- PROVIDED INFORMATION
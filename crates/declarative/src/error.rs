//! Error types for state tracking and reconciliation.

use thiserror::Error;

/// Errors raised while mutating wanted state.
///
/// Diff computation and script synthesis never fail; only user input
/// entering the store is checked.
#[derive(Debug, Error, PartialEq, Eq)]
pub enum Error {
    /// A resource name contains characters that could alter a shell script
    #[error("invalid {kind} name: {name:?}")]
    InvalidName {
        /// Resource kind the name was given for
        kind: String,
        /// The rejected name
        name: String,
    },

    /// A resource kind string did not match any known kind
    #[error("unknown resource kind: {0}")]
    UnknownKind(String),

    /// A DNS provider name did not match the known catalogue
    #[error("unknown DNS provider: {0}")]
    UnknownDnsProvider(String),

    /// A login shell name did not match the known catalogue
    #[error("unknown login shell: {0}")]
    UnknownShell(String),
}

/// Result type for state operations.
pub type Result<T> = std::result::Result<T, Error>;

- WHAT THE TASK REQUIRES
Each line above where the word "state" occurs should be returned in full.

- EXERCISE ANSWER
//! Error types for state tracking and reconciliation.
/// Errors raised while mutating wanted state.
/// Result type for state operations.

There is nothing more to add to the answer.